问题
I am writing a spark streaming application which reads input from HDFS. I submit spark application to yarn and then run a script which copies data from local fs to HDFS.
But Spark application starts throwing fileNotFoundException. I believe this is happening because spark is picking up files before it is being copied fully onto HDFS.
Following is the some part of exception trace:
java.io.FileNotFoundException: File does not exist: <filename>._COPYING_
at org.apache.hadoop.hdfs.server.namenode.INodeFile.valueOf(INodeFile.java:66)

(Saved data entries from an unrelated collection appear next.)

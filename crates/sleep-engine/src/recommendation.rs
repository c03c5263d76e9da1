use sleep_core::{
    IdSequence, Priority, Recommendation, RecommendationCategory, SessionMetrics,
};
use std::fmt;

/// Sleep efficiency strictly below this value triggers the environment advice.
pub const LOW_EFFICIENCY_LIMIT: f64 = 80.0;

/// A single advice rule: a predicate over session metrics plus the advice text.
#[derive(Clone)]
pub struct RecommendationRule {
    pub applies: fn(&SessionMetrics) -> bool,
    pub category: RecommendationCategory,
    pub priority: Priority,
    pub title: &'static str,
    pub description: &'static str,
    pub impact: &'static str,
}

impl fmt::Debug for RecommendationRule {
    fn fmt(&self, f: &mut fmt::Formatter<'_>) -> fmt::Result {
        f.debug_struct("RecommendationRule")
            .field("category", &self.category)
            .field("priority", &self.priority)
            .field("title", &self.title)
            .finish_non_exhaustive()
    }
}

impl RecommendationRule {
    pub fn low_efficiency() -> Self {
        Self {
            applies: |m| m.sleep_efficiency < LOW_EFFICIENCY_LIMIT,
            category: RecommendationCategory::Environment,
            priority: Priority::High,
            title: "Improve bedroom environment",
            description: "Adjust the temperature and reduce noise",
            impact: "+15 score points",
        }
    }

    fn build(&self, id: u64) -> Recommendation {
        Recommendation {
            id,
            category: self.category,
            priority: self.priority,
            title: self.title.to_string(),
            description: self.description.to_string(),
            impact: self.impact.to_string(),
            completed: false,
        }
    }
}

#[derive(Debug, Clone)]
pub struct RecommendationGenerator {
    rules: Vec<RecommendationRule>,
}

impl Default for RecommendationGenerator {
    fn default() -> Self {
        Self {
            rules: vec![RecommendationRule::low_efficiency()],
        }
    }
}

impl RecommendationGenerator {
    pub fn with_rules(rules: Vec<RecommendationRule>) -> Self {
        Self { rules }
    }

    pub fn push_rule(&mut self, rule: RecommendationRule) {
        self.rules.push(rule);
    }

    /// Pure apart from id allocation: one recommendation per matching rule.
    pub fn generate(&self, metrics: &SessionMetrics, ids: &mut IdSequence) -> Vec<Recommendation> {
        self.rules
            .iter()
            .filter(|rule| (rule.applies)(metrics))
            .map(|rule| rule.build(ids.next_id()))
            .collect()
    }
}
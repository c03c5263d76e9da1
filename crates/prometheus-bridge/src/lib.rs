pub mod metrics;

pub use metrics::{movement_gauge_value, MonitorMetrics};
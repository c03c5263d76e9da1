use sleep_core::{weighted_choice, RandomSource, RandomSourceError, SensorSnapshot, SleepStage};

pub const STAGE_WEIGHTS: [(SleepStage, f64); 4] = [
    (SleepStage::Awake, 0.1),
    (SleepStage::Light, 0.4),
    (SleepStage::Deep, 0.3),
    (SleepStage::Rem, 0.2),
];

/// Labels a sample with a sleep stage.
///
/// The label is drawn from fixed weights; the snapshot is accepted so a
/// feature-driven classifier can replace this one without touching callers.
#[derive(Debug, Clone, Copy, Default)]
pub struct StageClassifier;

impl StageClassifier {
    pub fn predict_stage(
        &self,
        _snapshot: &SensorSnapshot,
        random: &mut dyn RandomSource,
    ) -> Result<SleepStage, RandomSourceError> {
        weighted_choice(random, &STAGE_WEIGHTS)
    }
}
use glam::Vec3;

/// What a light contributes to a point in the scene
#[derive(Clone, Copy, Debug, PartialEq)]
pub struct Illumination {
    /// Unit vector from the point towards the light
    pub direction: Vec3,
    pub intensity: Vec3,
    /// Distance to the light, infinite for lights without a position
    pub distance: f32,
}

pub trait Light: Send + Sync + std::fmt::Debug {
    fn illumination(&self, point: Vec3) -> Illumination;
}

/// A light infinitely far away, shining along `direction`
#[derive(Clone, Debug)]
pub struct DirectionalLight {
    direction: Vec3,
    color: Vec3,
}

impl DirectionalLight {
    pub fn new(direction: Vec3, color: Vec3) -> Self {
        Self {
            direction: direction.normalize(),
            color,
        }
    }
}

impl Light for DirectionalLight {
    fn illumination(&self, _point: Vec3) -> Illumination {
        Illumination {
            direction: -self.direction,
            intensity: self.color,
            distance: f32::INFINITY,
        }
    }
}

#[derive(Clone, Debug)]
pub struct PointLight {
    position: Vec3,
    color: Vec3,
    falloff: f32,
}

impl PointLight {
    pub fn new(position: Vec3, color: Vec3, falloff: f32) -> Self {
        Self {
            position,
            color,
            falloff,
        }
    }
}

impl Light for PointLight {
    fn illumination(&self, point: Vec3) -> Illumination {
        let to_light = self.position - point;
        let distance = to_light.length();

        Illumination {
            direction: to_light / distance,
            intensity: self.color / (1.0 + self.falloff * distance * distance),
            distance,
        }
    }
}
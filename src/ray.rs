use crate::material::Material;
use glam::Vec3;
use std::sync::Arc;

/// The ray data type
#[derive(Clone, Copy, Debug, Default, PartialEq)]
pub struct Ray {
    pub origin: Vec3,
    pub direction: Vec3,
}

impl Ray {
    pub fn new(origin: Vec3, direction: Vec3) -> Self {
        Self { origin, direction }
    }

    pub fn point_at_parameter(&self, t: f32) -> Vec3 {
        self.origin + t * self.direction
    }
}

/// The closest intersection found along a ray.
#[derive(Clone, Debug)]
pub struct Hit {
    pub t: f32,
    pub normal: Vec3,
    pub material: Arc<Material>,
}

impl Hit {
    pub fn new(t: f32, normal: Vec3, material: Arc<Material>) -> Self {
        Self { t, normal, material }
    }
}

/// Keeps whichever of the two hits is closer along the ray.
/// Ties go to the current hit.
pub fn closest(current: Option<Hit>, candidate: Option<Hit>) -> Option<Hit> {
    match (current, candidate) {
        (Some(current), Some(candidate)) => {
            if candidate.t < current.t {
                Some(candidate)
            } else {
                Some(current)
            }
        }
        (current, candidate) => current.or(candidate),
    }
}
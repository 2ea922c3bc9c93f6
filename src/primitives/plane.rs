use crate::{
    material::Material,
    primitives::Intersect,
    ray::{Hit, Ray},
};
use glam::Vec3;
use std::sync::Arc;

/// An infinite plane with unit `normal`, offset `d` from the origin along it.
#[derive(Clone, Debug)]
pub struct Plane {
    normal: Vec3,
    d: f32,
    material: Arc<Material>,
}

impl Plane {
    pub fn new(normal: Vec3, d: f32, material: Arc<Material>) -> Self {
        Self {
            normal,
            d,
            material,
        }
    }

    fn point(&self) -> Vec3 {
        self.normal * self.d
    }
}

impl Intersect for Plane {
    fn intersection(&self, ray: Ray, t_min: f32, t_max: f32) -> Option<Hit> {
        let t = (self.point() - ray.origin).dot(self.normal) / ray.direction.dot(self.normal);

        // Parallel rays divide by zero
        if !t.is_finite() {
            return None;
        }

        if t < 0.0 || t < t_min || t >= t_max {
            return None;
        }

        Some(Hit::new(t, self.normal, self.material.clone()))
    }
}

#[cfg(test)]
mod tests {
    use super::*;
    use glam::vec3;

    fn ground(d: f32) -> Plane {
        Plane::new(Vec3::Y, d, Arc::new(Material::default()))
    }

    #[test]
    fn hits_from_above() {
        let ray = Ray::new(vec3(0.0, 3.0, 0.0), vec3(0.0, -1.0, 0.0));
        let hit = ground(-1.0)
            .intersection(ray, 0.0, f32::INFINITY)
            .expect("ray should hit the plane");

        assert!((hit.t - 4.0).abs() < 1e-6);
        assert_eq!(hit.normal, Vec3::Y);
    }

    #[test]
    fn normal_is_not_flipped_from_below() {
        let ray = Ray::new(vec3(1.0, -3.0, 2.0), vec3(0.0, 1.0, 0.0));
        let hit = ground(0.0)
            .intersection(ray, 0.0, f32::INFINITY)
            .expect("ray should hit the plane");

        assert!((hit.t - 3.0).abs() < 1e-6);
        assert_eq!(hit.normal, Vec3::Y);
    }

    #[test]
    fn parallel_ray_misses() {
        let ray = Ray::new(vec3(0.0, 1.0, 0.0), vec3(1.0, 0.0, 0.0));
        assert!(ground(0.0).intersection(ray, 0.0, f32::INFINITY).is_none());

        // Lying in the plane gives 0/0
        let ray = Ray::new(Vec3::ZERO, vec3(1.0, 0.0, 0.0));
        assert!(ground(0.0).intersection(ray, 0.0, f32::INFINITY).is_none());
    }

    #[test]
    fn plane_behind_ray_misses() {
        let ray = Ray::new(vec3(0.0, 1.0, 0.0), vec3(0.0, 1.0, 0.0));
        assert!(ground(0.0).intersection(ray, 0.0, f32::INFINITY).is_none());
    }

    #[test]
    fn respects_t_min_and_t_max() {
        let ray = Ray::new(vec3(0.0, 2.0, 0.0), vec3(0.0, -1.0, 0.0));
        assert!(ground(0.0).intersection(ray, 2.5, f32::INFINITY).is_none());
        assert!(ground(0.0).intersection(ray, 0.0, 1.0).is_none());
        assert!(ground(0.0).intersection(ray, 0.0, 2.0).is_none());
        assert!(ground(0.0).intersection(ray, 0.0, 2.1).is_some());
    }
}
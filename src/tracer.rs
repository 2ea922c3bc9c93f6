use crate::{
    light::Illumination,
    material::reflect,
    primitives::Intersect,
    ray::{Hit, Ray},
    scene::Scene,
};
use glam::Vec3;

/// Offset for secondary rays so they do not hit the surface they start on
pub const SHADOW_EPSILON: f32 = 1e-4;
pub const REFLECTION_EPSILON: f32 = 1e-4;

pub struct TraceResult {
    pub color: Vec3,
    /// The closest hit of the traced ray itself, not of its reflections
    pub hit: Option<Hit>,
}

/// Whitted style tracer: Phong shading, hard shadows and mirror reflections.
pub struct Tracer<'a> {
    scene: &'a Scene,
    bounded_shadows: bool,
}

impl<'a> Tracer<'a> {
    pub fn new(scene: &'a Scene) -> Self {
        Self {
            scene,
            bounded_shadows: false,
        }
    }

    /// Stop shadow rays at the light instead of searching the whole scene
    pub fn with_bounded_shadows(mut self, bounded_shadows: bool) -> Self {
        self.bounded_shadows = bounded_shadows;
        self
    }

    pub fn trace_ray(&self, ray: Ray, t_min: f32, bounces: u32) -> TraceResult {
        let hit = match self.scene.group().intersection(ray, t_min, f32::INFINITY) {
            Some(hit) => hit,
            None => {
                return TraceResult {
                    color: self.scene.background_color(ray.direction),
                    hit: None,
                }
            }
        };

        let material = &hit.material;
        let point = ray.point_at_parameter(hit.t);
        let mut color = self.scene.ambient_light() * material.diffuse;

        for light in self.scene.lights() {
            let illumination = light.illumination(point);

            if self.is_shadowed(point, &illumination) {
                continue;
            }

            color += material.shade(&ray, &hit, illumination.direction, illumination.intensity);
        }

        if bounces > 0 {
            let reflected = Ray::new(point, reflect(ray.direction, hit.normal));
            let reflection = self.trace_ray(reflected, REFLECTION_EPSILON, bounces - 1);
            color += material.specular * reflection.color;
        }

        TraceResult {
            color,
            hit: Some(hit),
        }
    }

    fn is_shadowed(&self, point: Vec3, illumination: &Illumination) -> bool {
        let shadow_ray = Ray::new(point, illumination.direction);
        let t_max = if self.bounded_shadows {
            illumination.distance
        } else {
            f32::INFINITY
        };

        self.scene
            .group()
            .has_intersection(shadow_ray, SHADOW_EPSILON, t_max)
    }
}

at org.apache.hadoop.hdfs.server.namenode.INodeFile.valueOf(INodeFile.java:56)
at org.apache.hadoop.hdfs.server.namenode.FSNamesystem.getBlockLocationsUpdateTimes(FSNamesystem.java:1932)
at org.apache.hadoop.hdfs.server.namenode.FSNamesystem.getBlockLocationsInt(FSNamesystem.java:1873)
at org.apache.hadoop.hdfs.server.namenode.FSNamesystem.getBlockLocations(FSNamesystem.java:1853)
at org.apache.hadoop.hdfs.server.namenode.FSNamesystem.getBlockLocations(FSNamesystem.java:1825)
at org.apache.hadoop.hdfs.server.namenode.NameNodeRpcServer.getBlockLocations(NameNodeRpcServer.java:559)
at org.apache.hadoop.hdfs.server.namenode.AuthorizationProviderProxyClientProtocol.getBlockLocations(AuthorizationProviderProxyClientProtocol.java:87)
at org.apache.hadoop.hdfs.protocolPB.ClientNamenodeProtocolServerSideTranslatorPB.getBlockLocations(ClientNamenodeProtocolServerSideTranslatorPB.java:363)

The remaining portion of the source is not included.